After reviewing claim construction and the patentability of claims including the disputed phrases, the Court turned to reviewing the patentability determinations relating to remaining claims 11, 12, and 14. The Board concluded that these claims were anticipated by the DRP reference. On appeal, Proxyconn argued that DRP does not disclose “receiving a response signal,” which is a limitation of each of the remaining claims, because “the DRP protocol is client-driven” and therefore “there is no disclosure that DRP’s server ‘understands whether the files downloaded by the client are related to an index previously downloaded by the client, or not” and the downloaded file “cannot be considered a ‘response.’” The Court was not persuaded. It agreed with the Board “that the download requests that DRP’s client sends to the server after receiving the index from the server and comparing it to the local index meets the ‘receiving a response signal’ limitation.” Accordingly, the Court concluded “that the Board did not err in concluding that DRP anticipates claims 11, 12, and 14 of the ’717 patent.”
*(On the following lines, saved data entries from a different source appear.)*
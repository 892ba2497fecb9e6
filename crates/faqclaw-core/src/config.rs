//! FaqClaw configuration system.

use serde::{Deserialize, Serialize};
use std::path::{Path, PathBuf};

use crate::error::{FaqClawError, Result};

/// Root configuration.
#[derive(Debug, Clone, Default, Serialize, Deserialize)]
pub struct FaqClawConfig {
    #[serde(default)]
    pub knowledge: KnowledgeConfig,
    #[serde(default)]
    pub conversation: ConversationConfig,
    #[serde(default)]
    pub admin: AdminConfig,
    #[serde(default)]
    pub lookup: LookupConfig,
    #[serde(default)]
    pub channel: ChannelConfig,
}

impl FaqClawConfig {
    /// Load config from the default path (~/.faqclaw/config.toml).
    pub fn load() -> Result<Self> {
        let path = Self::default_path();
        let mut config = if path.exists() {
            Self::load_from(&path)?
        } else {
            tracing::debug!("no config at {}, using defaults", path.display());
            Self::default()
        };
        config.apply_env(|key| std::env::var(key).ok());
        Ok(config)
    }

    /// Load config from a specific path.
    pub fn load_from(path: &Path) -> Result<Self> {
        let content = std::fs::read_to_string(path)
            .map_err(|e| FaqClawError::Config(format!("Failed to read config: {e}")))?;
        let config: Self = toml::from_str(&content)
            .map_err(|e| FaqClawError::Config(format!("Failed to parse config: {e}")))?;
        Ok(config)
    }

    /// Save config to the given path, creating parent directories.
    pub fn save_to(&self, path: &Path) -> Result<()> {
        if let Some(parent) = path.parent() {
            std::fs::create_dir_all(parent)?;
        }
        let content = toml::to_string_pretty(self)
            .map_err(|e| FaqClawError::Config(format!("Failed to serialize config: {e}")))?;
        std::fs::write(path, content)?;
        Ok(())
    }

    /// Save config to the default path.
    pub fn save(&self) -> Result<()> {
        self.save_to(&Self::default_path())
    }

    /// Secrets may come from the environment instead of the file.
    pub fn apply_env<F>(&mut self, get: F)
    where
        F: Fn(&str) -> Option<String>,
    {
        if let Some(password) = get("FAQCLAW_ADMIN_PASSWORD").or_else(|| get("ADMIN_PASSWORD")) {
            tracing::debug!("🔑 admin password taken from the environment");
            self.admin.password = password;
        }
        if let Some(token) = get("TELEGRAM_BOT_TOKEN").or_else(|| get("TOKEN")) {
            let telegram = self
                .channel
                .telegram
                .get_or_insert_with(TelegramChannelConfig::default);
            telegram.bot_token = token;
            tracing::debug!("🔑 telegram bot token taken from the environment");
        }
    }

    /// Reject values the engine cannot work with.
    pub fn validate(&self) -> Result<()> {
        if !(0.0..=1.0).contains(&self.knowledge.fuzzy_cutoff) {
            return Err(FaqClawError::Config(format!(
                "knowledge.fuzzy_cutoff must be between 0.0 and 1.0, got {}",
                self.knowledge.fuzzy_cutoff
            )));
        }
        if self.conversation.max_reply_len == 0 {
            return Err(FaqClawError::Config(
                "conversation.max_reply_len must be greater than 0".into(),
            ));
        }
        if let Some(telegram) = &self.channel.telegram {
            if telegram.enabled && telegram.bot_token.trim().is_empty() {
                return Err(FaqClawError::Config(
                    "channel.telegram.bot_token is required when telegram is enabled".into(),
                ));
            }
        }
        Ok(())
    }

    /// Get the default config path.
    pub fn default_path() -> PathBuf {
        Self::home_dir().join("config.toml")
    }

    /// Get the FaqClaw home directory.
    pub fn home_dir() -> PathBuf {
        dirs::home_dir()
            .unwrap_or_else(|| PathBuf::from("."))
            .join(".faqclaw")
    }
}

/// Where and how the question/answer records are kept.
#[derive(Debug, Clone, Serialize, Deserialize)]
pub struct KnowledgeConfig {
    #[serde(default)]
    pub backend: StorageBackend,
    #[serde(default = "default_knowledge_path")]
    pub path: String,
    /// Minimum similarity ratio accepted by the fuzzy fallback.
    #[serde(default = "default_fuzzy_cutoff")]
    pub fuzzy_cutoff: f64,
}

#[derive(Debug, Clone, Copy, Default, PartialEq, Eq, Serialize, Deserialize)]
#[serde(rename_all = "lowercase")]
pub enum StorageBackend {
    #[default]
    Json,
    Sqlite,
}

fn default_knowledge_path() -> String { "~/.faqclaw/db.json".into() }
fn default_fuzzy_cutoff() -> f64 { 0.4 }

impl KnowledgeConfig {
    /// Storage path with `~` expanded.
    pub fn resolved_path(&self) -> PathBuf {
        PathBuf::from(shellexpand::tilde(&self.path).to_string())
    }
}

impl Default for KnowledgeConfig {
    fn default() -> Self {
        Self {
            backend: StorageBackend::default(),
            path: default_knowledge_path(),
            fuzzy_cutoff: default_fuzzy_cutoff(),
        }
    }
}

/// Conversation engine tuning.
#[derive(Debug, Clone, Serialize, Deserialize)]
pub struct ConversationConfig {
    /// Longest reply (in characters) a channel accepts in one message.
    #[serde(default = "default_max_reply_len")]
    pub max_reply_len: usize,
}

fn default_max_reply_len() -> usize { 3800 }

impl Default for ConversationConfig {
    fn default() -> Self {
        Self { max_reply_len: default_max_reply_len() }
    }
}

/// Shared-secret admin gate.
#[derive(Debug, Clone, Default, Serialize, Deserialize)]
pub struct AdminConfig {
    /// Empty disables every password-gated command.
    #[serde(default)]
    pub password: String,
    /// Require the password for `/list` too.
    #[serde(default)]
    pub protect_list: bool,
}

impl AdminConfig {
    pub fn is_enabled(&self) -> bool {
        !self.password.is_empty()
    }

    /// Byte-for-byte comparison with the configured secret.
    pub fn check(&self, supplied: &str) -> bool {
        self.is_enabled() && supplied.as_bytes() == self.password.as_bytes()
    }
}

/// External topic lookup.
#[derive(Debug, Clone, Serialize, Deserialize)]
pub struct LookupConfig {
    #[serde(default = "bool_true")]
    pub enabled: bool,
    #[serde(default = "default_lookup_url")]
    pub base_url: String,
    #[serde(default = "default_lookup_timeout")]
    pub timeout_secs: u64,
}

fn bool_true() -> bool { true }
fn default_lookup_url() -> String { "https://it.wikipedia.org/api/rest_v1/page/summary".into() }
fn default_lookup_timeout() -> u64 { 5 }

impl Default for LookupConfig {
    fn default() -> Self {
        Self {
            enabled: true,
            base_url: default_lookup_url(),
            timeout_secs: default_lookup_timeout(),
        }
    }
}

/// Channel configuration.
#[derive(Debug, Clone, Serialize, Deserialize, Default)]
pub struct ChannelConfig {
    #[serde(default)]
    pub telegram: Option<TelegramChannelConfig>,
}

#[derive(Debug, Clone, Serialize, Deserialize)]
pub struct TelegramChannelConfig {
    #[serde(default)]
    pub enabled: bool,
    #[serde(default)]
    pub bot_token: String,
    #[serde(default = "default_poll_interval")]
    pub poll_interval: u64,
    /// Empty accepts every chat.
    #[serde(default)]
    pub allowed_chat_ids: Vec<i64>,
}

fn default_poll_interval() -> u64 { 1 }

impl Default for TelegramChannelConfig {
    fn default() -> Self {
        Self {
            enabled: false,
            bot_token: String::new(),
            poll_interval: default_poll_interval(),
            allowed_chat_ids: vec![],
        }
    }
}

#[cfg(test)]
mod tests {
    use super::*;
    use std::collections::HashMap;

    #[test]
    fn test_default_config() {
        let config = FaqClawConfig::default();
        assert_eq!(config.knowledge.backend, StorageBackend::Json);
        assert!((config.knowledge.fuzzy_cutoff - 0.4).abs() < f64::EPSILON);
        assert_eq!(config.conversation.max_reply_len, 3800);
        assert!(!config.admin.is_enabled());
        assert!(config.channel.telegram.is_none());
        assert!(config.validate().is_ok());
    }

    #[test]
    fn test_config_from_toml() {
        let toml_str = r#"
            [knowledge]
            backend = "sqlite"
            path = "/tmp/faq.db"
            fuzzy_cutoff = 0.8

            [admin]
            password = "1234"
            protect_list = true

            [channel.telegram]
            enabled = true
            bot_token = "123:abc"
            allowed_chat_ids = [42]
        "#;

        let config: FaqClawConfig = toml::from_str(toml_str).unwrap();
        assert_eq!(config.knowledge.backend, StorageBackend::Sqlite);
        assert_eq!(config.knowledge.resolved_path(), PathBuf::from("/tmp/faq.db"));
        assert!(config.admin.protect_list);
        let telegram = config.channel.telegram.as_ref().unwrap();
        assert_eq!(telegram.poll_interval, 1);
        assert_eq!(telegram.allowed_chat_ids, vec![42]);
        assert!(config.validate().is_ok());
    }

    #[test]
    fn test_config_missing_fields_use_defaults() {
        let config: FaqClawConfig = toml::from_str("").unwrap();
        assert_eq!(config.knowledge.path, "~/.faqclaw/db.json");
        assert!(config.lookup.enabled);
        assert_eq!(config.lookup.timeout_secs, 5);
    }

    #[test]
    fn test_validate_rejects_bad_values() {
        let mut config = FaqClawConfig::default();
        config.knowledge.fuzzy_cutoff = 1.5;
        assert!(config.validate().is_err());

        let mut config = FaqClawConfig::default();
        config.conversation.max_reply_len = 0;
        assert!(config.validate().is_err());

        let mut config = FaqClawConfig::default();
        config.channel.telegram = Some(TelegramChannelConfig {
            enabled: true,
            ..Default::default()
        });
        assert!(config.validate().is_err());
    }

    #[test]
    fn test_env_overrides_secrets() {
        let env: HashMap<&str, &str> =
            HashMap::from([("ADMIN_PASSWORD", "segreta"), ("TOKEN", "999:xyz")]);
        let mut config = FaqClawConfig::default();
        config.apply_env(|key| env.get(key).map(|v| v.to_string()));

        assert_eq!(config.admin.password, "segreta");
        assert_eq!(config.channel.telegram.unwrap().bot_token, "999:xyz");
    }

    #[test]
    fn test_admin_check_is_exact() {
        let admin = AdminConfig {
            password: "1234".into(),
            protect_list: false,
        };
        assert!(admin.check("1234"));
        assert!(!admin.check("1234 "));
        assert!(!admin.check("12345"));

        let disabled = AdminConfig::default();
        assert!(!disabled.check(""));
    }

    #[test]
    fn test_save_and_reload() {
        let dir = std::env::temp_dir().join("faqclaw-config-test");
        let path = dir.join("config.toml");
        let mut config = FaqClawConfig::default();
        config.conversation.max_reply_len = 1000;
        config.save_to(&path).unwrap();

        let loaded = FaqClawConfig::load_from(&path).unwrap();
        assert_eq!(loaded.conversation.max_reply_len, 1000);
        std::fs::remove_dir_all(&dir).ok();
    }

    #[test]
    fn test_home_dir() {
        let home = FaqClawConfig::home_dir();
        assert!(home.to_string_lossy().contains("faqclaw"));
    }
}
//! Knowledge persistence — where the records live between runs.
//!
//! The default backend is a single pretty-printed JSON file with the shape
//! `{"questions": [{"question": ..., "answers": [...]}]}`. Loading never
//! fails: a missing or unreadable file yields an empty base.

use crate::record::KnowledgeBase;
use faqclaw_core::error::{FaqClawError, Result};
use std::path::{Path, PathBuf};
use std::sync::{Arc, Mutex};

/// Storage backend for the whole knowledge base.
pub trait KnowledgePersistence: Send {
    fn name(&self) -> &str;

    /// Read the stored base. Errors are logged and produce an empty base.
    fn load(&self) -> KnowledgeBase;

    /// Replace the stored base with `base`.
    fn save(&self, base: &KnowledgeBase) -> Result<()>;
}

/// JSON flat file store.
pub struct JsonFileStore {
    path: PathBuf,
}

impl JsonFileStore {
    pub fn new(path: impl Into<PathBuf>) -> Self {
        Self { path: path.into() }
    }

    pub fn path(&self) -> &Path {
        &self.path
    }

    fn temp_path(&self) -> PathBuf {
        let mut name = self
            .path
            .file_name()
            .map(|n| n.to_os_string())
            .unwrap_or_else(|| "db.json".into());
        name.push(".tmp");
        self.path.with_file_name(name)
    }
}

impl KnowledgePersistence for JsonFileStore {
    fn name(&self) -> &str {
        "json"
    }

    fn load(&self) -> KnowledgeBase {
        if !self.path.exists() {
            tracing::info!("📂 No knowledge file at {}, starting empty", self.path.display());
            return KnowledgeBase::default();
        }
        match std::fs::read_to_string(&self.path) {
            Ok(json) => serde_json::from_str(&json).unwrap_or_else(|e| {
                tracing::warn!("⚠️ Failed to parse {}: {e}", self.path.display());
                KnowledgeBase::default()
            }),
            Err(e) => {
                tracing::warn!("⚠️ Failed to read {}: {e}", self.path.display());
                KnowledgeBase::default()
            }
        }
    }

    fn save(&self, base: &KnowledgeBase) -> Result<()> {
        if let Some(parent) = self.path.parent() {
            if !parent.as_os_str().is_empty() {
                std::fs::create_dir_all(parent)
                    .map_err(|e| FaqClawError::Persistence(format!("Create dir: {e}")))?;
            }
        }
        let json = serde_json::to_string_pretty(base)
            .map_err(|e| FaqClawError::Persistence(format!("Serialize error: {e}")))?;

        let tmp = self.temp_path();
        std::fs::write(&tmp, json)
            .map_err(|e| FaqClawError::Persistence(format!("Write error: {e}")))?;
        std::fs::rename(&tmp, &self.path)
            .map_err(|e| FaqClawError::Persistence(format!("Rename error: {e}")))?;

        tracing::debug!("💾 Saved {} questions to {}", base.len(), self.path.display());
        Ok(())
    }
}

/// In-memory backend. Clones share state, so a test can keep a handle and
/// inspect what the store wrote.
#[derive(Clone, Default)]
pub struct MemoryPersistence {
    saved: Arc<Mutex<KnowledgeBase>>,
    fail_saves: Arc<Mutex<bool>>,
}

impl MemoryPersistence {
    pub fn new(initial: KnowledgeBase) -> Self {
        Self {
            saved: Arc::new(Mutex::new(initial)),
            fail_saves: Arc::new(Mutex::new(false)),
        }
    }

    /// Last saved base.
    pub fn snapshot(&self) -> KnowledgeBase {
        self.saved
            .lock()
            .map(|base| base.clone())
            .unwrap_or_default()
    }

    /// Make every subsequent save fail.
    pub fn set_fail_saves(&self, fail: bool) {
        if let Ok(mut flag) = self.fail_saves.lock() {
            *flag = fail;
        }
    }
}

impl KnowledgePersistence for MemoryPersistence {
    fn name(&self) -> &str {
        "memory"
    }

    fn load(&self) -> KnowledgeBase {
        self.snapshot()
    }

    fn save(&self, base: &KnowledgeBase) -> Result<()> {
        let failing = self.fail_saves.lock().map(|f| *f).unwrap_or(false);
        if failing {
            return Err(FaqClawError::Persistence("memory store rejected save".into()));
        }
        let mut saved = self
            .saved
            .lock()
            .map_err(|e| FaqClawError::Persistence(format!("Lock poisoned: {e}")))?;
        *saved = base.clone();
        Ok(())
    }
}
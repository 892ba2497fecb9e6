//! Topic lookup — short encyclopedia summaries for `/cerca`.

use async_trait::async_trait;
use faqclaw_core::config::LookupConfig;
use faqclaw_core::error::{FaqClawError, Result};
use serde::Deserialize;
use std::time::Duration;

#[derive(Debug, Clone, PartialEq, Eq)]
pub struct TopicSummary {
    pub title: String,
    pub extract: String,
    pub url: Option<String>,
}

#[async_trait]
pub trait TopicLookup: Send + Sync {
    fn is_enabled(&self) -> bool {
        true
    }

    async fn lookup(&self, topic: &str) -> Result<TopicSummary>;
}

/// Build the lookup selected in configuration.
pub fn from_config(config: &LookupConfig) -> Result<Box<dyn TopicLookup>> {
    if !config.enabled {
        return Ok(Box::new(DisabledLookup));
    }
    Ok(Box::new(WikipediaLookup::new(
        &config.base_url,
        Duration::from_secs(config.timeout_secs),
    )?))
}

/// Wikipedia REST `page/summary` client.
pub struct WikipediaLookup {
    client: reqwest::Client,
    base_url: reqwest::Url,
}

impl WikipediaLookup {
    pub fn new(base_url: &str, timeout: Duration) -> Result<Self> {
        let base_url = reqwest::Url::parse(base_url.trim_end_matches('/'))
            .map_err(|e| FaqClawError::Config(format!("Invalid lookup URL: {e}")))?;
        let client = reqwest::Client::builder()
            .timeout(timeout)
            .user_agent(concat!("faqclaw/", env!("CARGO_PKG_VERSION")))
            .build()
            .map_err(|e| FaqClawError::Lookup(format!("HTTP client: {e}")))?;
        Ok(Self { client, base_url })
    }

    /// `{base}/{Topic_With_Underscores}`, percent-encoded.
    pub fn page_url(&self, topic: &str) -> Result<reqwest::Url> {
        let title = topic.trim().replace(' ', "_");
        let mut url = self.base_url.clone();
        url.path_segments_mut()
            .map_err(|_| FaqClawError::Config("Lookup URL cannot be a base".into()))?
            .push(&title);
        Ok(url)
    }
}

#[derive(Debug, Deserialize)]
struct SummaryResponse {
    title: String,
    #[serde(default)]
    extract: String,
    content_urls: Option<ContentUrls>,
}

#[derive(Debug, Deserialize)]
struct ContentUrls {
    desktop: Option<PageUrl>,
}

#[derive(Debug, Deserialize)]
struct PageUrl {
    page: String,
}

#[async_trait]
impl TopicLookup for WikipediaLookup {
    async fn lookup(&self, topic: &str) -> Result<TopicSummary> {
        let url = self.page_url(topic)?;
        tracing::debug!("🔎 Lookup {url}");

        let response = self
            .client
            .get(url)
            .send()
            .await
            .map_err(|e| FaqClawError::Lookup(format!("request failed: {e}")))?;

        if response.status() == reqwest::StatusCode::NOT_FOUND {
            return Err(FaqClawError::NotFound(topic.to_string()));
        }
        if !response.status().is_success() {
            return Err(FaqClawError::Lookup(format!("HTTP {}", response.status())));
        }

        let body: SummaryResponse = response
            .json()
            .await
            .map_err(|e| FaqClawError::Lookup(format!("Invalid summary response: {e}")))?;

        Ok(TopicSummary {
            title: body.title,
            extract: body.extract,
            url: body.content_urls.and_then(|u| u.desktop).map(|d| d.page),
        })
    }
}

pub struct DisabledLookup;

#[async_trait]
impl TopicLookup for DisabledLookup {
    fn is_enabled(&self) -> bool {
        false
    }

    async fn lookup(&self, _topic: &str) -> Result<TopicSummary> {
        Err(FaqClawError::Lookup("lookup disabled".into()))
    }
}

#[cfg(test)]
mod tests {
    use super::*;

    #[test]
    fn test_page_url_encodes_topic() {
        let lookup = WikipediaLookup::new(
            "https://it.wikipedia.org/api/rest_v1/page/summary/",
            Duration::from_secs(1),
        )
        .unwrap();
        let url = lookup.page_url("Città metropolitana").unwrap();
        assert_eq!(
            url.as_str(),
            "https://it.wikipedia.org/api/rest_v1/page/summary/Citt%C3%A0_metropolitana"
        );
    }

    #[test]
    fn test_summary_response_parses() {
        let json = r#"{
            "title": "Comune",
            "extract": "Il comune è un ente locale.",
            "content_urls": {"desktop": {"page": "https://it.wikipedia.org/wiki/Comune"}}
        }"#;
        let parsed: SummaryResponse = serde_json::from_str(json).unwrap();
        assert_eq!(parsed.title, "Comune");
        assert_eq!(
            parsed.content_urls.and_then(|u| u.desktop).map(|d| d.page).as_deref(),
            Some("https://it.wikipedia.org/wiki/Comune")
        );
    }

    #[test]
    fn test_disabled_config() {
        let config = LookupConfig {
            enabled: false,
            ..LookupConfig::default()
        };
        let lookup = from_config(&config).unwrap();
        assert!(!lookup.is_enabled());
    }

    #[tokio::test]
    async fn test_disabled_lookup_errors() {
        let err = DisabledLookup.lookup("x").await.unwrap_err();
        assert!(matches!(err, FaqClawError::Lookup(_)));
    }
}
//! # FaqClaw Knowledge
//!
//! Question/answer records and everything that reads them.
//!
//! ## Design
//! - **KnowledgeBase** — ordered records, case-insensitive unique questions
//! - **KnowledgeStore** — owns the base, every mutation persists immediately
//! - **Persistence** — JSON flat file (default) or SQLite, swappable via trait
//! - **Matcher** — substring scoring first, Ratcliff/Obershelp fuzzy fallback
//! - **Formatter** — renders `Sintesi:` / `Approfondimento:` tagged answers
//!
//! ## How a question is answered
//! ```text
//! "cos'è il tuel?"
//!   ↓ Matcher::find_best_match
//! Phase 1: 5·[in question] + 3·[in answers] − len/200   → best > 0 ?
//!   ↓ no
//! Phase 2: similarity ratio ≥ cutoff                     → best ?
//!   ↓
//! record.answers → format_answers → reply text
//! ```

pub mod formatter;
pub mod matcher;
pub mod persistence;
pub mod record;
pub mod similarity;
pub mod sqlite;
pub mod store;
pub mod tags;

pub use formatter::format_answers;
pub use matcher::Matcher;
pub use persistence::{JsonFileStore, KnowledgePersistence, MemoryPersistence};
pub use record::{KnowledgeBase, QuestionRecord};
pub use sqlite::SqliteStore;
pub use store::{AppendOutcome, KnowledgeStore, SharedStore};
pub use tags::{AnswerTag, TaggedAnswers};
//! SQLite-backed knowledge persistence.
//! Same data as the JSON file, normalized into two ordered tables.

use crate::persistence::KnowledgePersistence;
use crate::record::{KnowledgeBase, QuestionRecord};
use faqclaw_core::error::{FaqClawError, Result};
use std::path::Path;

pub struct SqliteStore {
    conn: rusqlite::Connection,
}

impl SqliteStore {
    /// Open or create the knowledge database.
    pub fn open(path: &Path) -> Result<Self> {
        if let Some(parent) = path.parent() {
            if !parent.as_os_str().is_empty() {
                std::fs::create_dir_all(parent)
                    .map_err(|e| FaqClawError::Persistence(format!("Create dir: {e}")))?;
            }
        }
        let conn = rusqlite::Connection::open(path)
            .map_err(|e| FaqClawError::Persistence(format!("DB open: {e}")))?;
        let store = Self { conn };
        store.migrate()?;
        Ok(store)
    }

    pub fn open_in_memory() -> Result<Self> {
        let conn = rusqlite::Connection::open_in_memory()
            .map_err(|e| FaqClawError::Persistence(format!("DB open: {e}")))?;
        let store = Self { conn };
        store.migrate()?;
        Ok(store)
    }

    fn migrate(&self) -> Result<()> {
        self.conn
            .execute_batch(
                "
            CREATE TABLE IF NOT EXISTS questions (
                id INTEGER PRIMARY KEY,
                position INTEGER NOT NULL,
                question TEXT NOT NULL
            );

            CREATE TABLE IF NOT EXISTS answers (
                question_id INTEGER NOT NULL,
                position INTEGER NOT NULL,
                answer TEXT NOT NULL,
                PRIMARY KEY (question_id, position),
                FOREIGN KEY (question_id) REFERENCES questions(id) ON DELETE CASCADE
            );

            CREATE INDEX IF NOT EXISTS idx_questions_position ON questions(position);
            ",
            )
            .map_err(|e| FaqClawError::Persistence(format!("Migration: {e}")))?;
        Ok(())
    }

    fn read_all(&self) -> rusqlite::Result<KnowledgeBase> {
        let mut questions_stmt = self
            .conn
            .prepare("SELECT id, question FROM questions ORDER BY position")?;
        let rows = questions_stmt
            .query_map([], |row| Ok((row.get::<_, i64>(0)?, row.get::<_, String>(1)?)))?
            .collect::<rusqlite::Result<Vec<_>>>()?;

        let mut answers_stmt = self
            .conn
            .prepare("SELECT answer FROM answers WHERE question_id = ?1 ORDER BY position")?;

        let mut records = Vec::with_capacity(rows.len());
        for (id, question) in rows {
            let answers = answers_stmt
                .query_map(rusqlite::params![id], |row| row.get::<_, String>(0))?
                .collect::<rusqlite::Result<Vec<_>>>()?;
            records.push(QuestionRecord::new(question, answers));
        }
        Ok(KnowledgeBase::new(records))
    }
}

impl KnowledgePersistence for SqliteStore {
    fn name(&self) -> &str {
        "sqlite"
    }

    fn load(&self) -> KnowledgeBase {
        self.read_all().unwrap_or_else(|e| {
            tracing::warn!("⚠️ Failed to read knowledge database: {e}");
            KnowledgeBase::default()
        })
    }

    fn save(&self, base: &KnowledgeBase) -> Result<()> {
        let persist = |e: rusqlite::Error| FaqClawError::Persistence(format!("Save knowledge: {e}"));

        let tx = self.conn.unchecked_transaction().map_err(persist)?;
        tx.execute("DELETE FROM answers", []).map_err(persist)?;
        tx.execute("DELETE FROM questions", []).map_err(persist)?;

        for (position, record) in base.questions.iter().enumerate() {
            tx.execute(
                "INSERT INTO questions (position, question) VALUES (?1, ?2)",
                rusqlite::params![position as i64, record.question],
            )
            .map_err(persist)?;
            let question_id = tx.last_insert_rowid();
            for (answer_pos, answer) in record.answers.iter().enumerate() {
                tx.execute(
                    "INSERT INTO answers (question_id, position, answer) VALUES (?1, ?2, ?3)",
                    rusqlite::params![question_id, answer_pos as i64, answer],
                )
                .map_err(persist)?;
            }
        }
        tx.commit().map_err(persist)?;

        tracing::debug!("💾 Saved {} questions to SQLite", base.len());
        Ok(())
    }
}

#[cfg(test)]
mod tests {
    use super::*;

    #[test]
    fn test_save_and_load_preserve_order() {
        let store = SqliteStore::open_in_memory().unwrap();
        let base = KnowledgeBase::new(vec![
            QuestionRecord::new("zeta", vec!["Sintesi: z".into(), "altro".into()]),
            QuestionRecord::new("alfa", vec![]),
            QuestionRecord::new("beta", vec!["b".into()]),
        ]);
        store.save(&base).unwrap();
        assert_eq!(store.load(), base);
    }

    #[test]
    fn test_save_replaces_previous_contents() {
        let store = SqliteStore::open_in_memory().unwrap();
        store
            .save(&KnowledgeBase::new(vec![QuestionRecord::new("vecchia", vec!["x".into()])]))
            .unwrap();
        let next = KnowledgeBase::new(vec![QuestionRecord::new("nuova", vec!["y".into()])]);
        store.save(&next).unwrap();
        assert_eq!(store.load(), next);
    }

    #[test]
    fn test_file_database_survives_reopen() {
        let dir = std::env::temp_dir().join(format!("faqclaw-sqlite-{}", std::process::id()));
        let path = dir.join("db.sqlite");
        std::fs::remove_file(&path).ok();
        let base = KnowledgeBase::new(vec![QuestionRecord::new("persistente", vec!["sì".into()])]);
        {
            let store = SqliteStore::open(&path).unwrap();
            store.save(&base).unwrap();
        }
        let reopened = SqliteStore::open(&path).unwrap();
        assert_eq!(reopened.load(), base);
        std::fs::remove_dir_all(&dir).ok();
    }
}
Finally, the Court addressed Proxyconn’s challenge to the Board’s denial of its motion to amend claims 1 and 3. The Board began by discussing the “legal framework governing amendments during IPRs.” As the Court explained:
Relying on the authority granted by the AIA, the PTO has promulgated two regulations that are relevant to this appeal. First is 37 C.F.R. § 42.20, which applies generally to motions practice. Section 42.20 requires that any “[r]elief, other than a petition requesting the institution of a trial, must be requested in the form of a motion” and that “[t]he moving party has the burden of proof to establish that it is entitled to the requested relief.” § 42.20(a), (c). Second is 37 C.F.R. § 42.121, which imposes specific requirements on the amendment process. Section 42.121(a)(2) provides that: “A motion to amend may be denied where: (i) The amendment does not respond to a ground of unpatentability involved in the trial; or (ii) The amendment seeks to enlarge the scope of the claims of the patent or introduce new subject matter.”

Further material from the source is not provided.